_THE TASK_.
In the records below, count every line that includes the word "done". Provide the total alone.

(Saved entries)
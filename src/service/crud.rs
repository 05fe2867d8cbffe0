//! Statement execution against PostgreSQL: binds builder parameters, decodes rows to JSON maps.

use crate::error::AppError;
use crate::hydrate::RawRow;
use crate::sql::{PgBindValue, QueryBuf};
use serde_json::Value;
use sqlx::postgres::{PgArguments, PgRow};
use sqlx::query::Query;
use sqlx::{PgPool, Postgres};

pub struct CrudService;

impl CrudService {
    /// Run a SELECT (or `RETURNING`) statement and decode every row.
    pub async fn query_many(pool: &PgPool, q: &QueryBuf) -> Result<Vec<RawRow>, AppError> {
        tracing::debug!(sql = %q.sql, params = ?q.params, "query");
        let rows = Self::bind_all(&q.sql, &q.params).fetch_all(pool).await?;
        Ok(rows.iter().map(row_to_map).collect())
    }

    /// Run a statement expected to produce at most one row.
    pub async fn query_optional(pool: &PgPool, q: &QueryBuf) -> Result<Option<RawRow>, AppError> {
        tracing::debug!(sql = %q.sql, params = ?q.params, "query");
        let row = Self::bind_all(&q.sql, &q.params).fetch_optional(pool).await?;
        Ok(row.as_ref().map(row_to_map))
    }

    /// Run a `SELECT COUNT(*)` statement.
    pub async fn count(pool: &PgPool, q: &QueryBuf) -> Result<i64, AppError> {
        tracing::debug!(sql = %q.sql, params = ?q.params, "count");
        let mut query = sqlx::query_scalar::<_, i64>(&q.sql);
        for p in &q.params {
            query = query.bind(PgBindValue::from_json(p));
        }
        Ok(query.fetch_one(pool).await?)
    }

    /// Run a statement without a result set; returns the number of affected rows.
    pub async fn execute(pool: &PgPool, q: &QueryBuf) -> Result<u64, AppError> {
        tracing::debug!(sql = %q.sql, params = ?q.params, "execute");
        let done = Self::bind_all(&q.sql, &q.params).execute(pool).await?;
        Ok(done.rows_affected())
    }

    fn bind_all<'q>(sql: &'q str, params: &[Value]) -> Query<'q, Postgres, PgArguments> {
        let mut query = sqlx::query(sql);
        for p in params {
            query = query.bind(PgBindValue::from_json(p));
        }
        query
    }
}

fn row_to_map(row: &PgRow) -> RawRow {
    use sqlx::Column;
    use sqlx::Row;
    let mut map = RawRow::new();
    for col in row.columns() {
        let name = col.name();
        map.insert(name.to_string(), cell_to_value(row, name));
    }
    map
}

fn cell_to_value(row: &PgRow, name: &str) -> Value {
    use sqlx::Row;
    if let Ok(Some(n)) = row.try_get::<Option<i16>, _>(name) {
        return Value::Number(n.into());
    }
    if let Ok(Some(n)) = row.try_get::<Option<i32>, _>(name) {
        return Value::Number(n.into());
    }
    if let Ok(Some(n)) = row.try_get::<Option<i64>, _>(name) {
        return Value::Number(n.into());
    }
    if let Ok(Some(n)) = row.try_get::<Option<f64>, _>(name) {
        if let Some(n) = serde_json::Number::from_f64(n) {
            return Value::Number(n);
        }
    }
    if let Ok(Some(b)) = row.try_get::<Option<bool>, _>(name) {
        return Value::Bool(b);
    }
    if let Ok(Some(d)) = row.try_get::<Option<chrono::DateTime<chrono::Utc>>, _>(name) {
        return Value::String(d.to_rfc3339());
    }
    if let Ok(Some(d)) = row.try_get::<Option<chrono::NaiveDateTime>, _>(name) {
        return Value::String(d.and_utc().to_rfc3339());
    }
    if let Ok(Some(s)) = row.try_get::<Option<String>, _>(name) {
        return Value::String(s);
    }
    // Containment columns (int4[] / int8[]).
    if let Ok(Some(ids)) = row.try_get::<Option<Vec<i32>>, _>(name) {
        return Value::Array(ids.into_iter().map(Value::from).collect());
    }
    if let Ok(Some(ids)) = row.try_get::<Option<Vec<i64>>, _>(name) {
        return Value::Array(ids.into_iter().map(Value::from).collect());
    }
    if let Ok(Some(j)) = row.try_get::<Option<Value>, _>(name) {
        return j;
    }
    Value::Null
}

_WRITTEN SOLUTION_.
2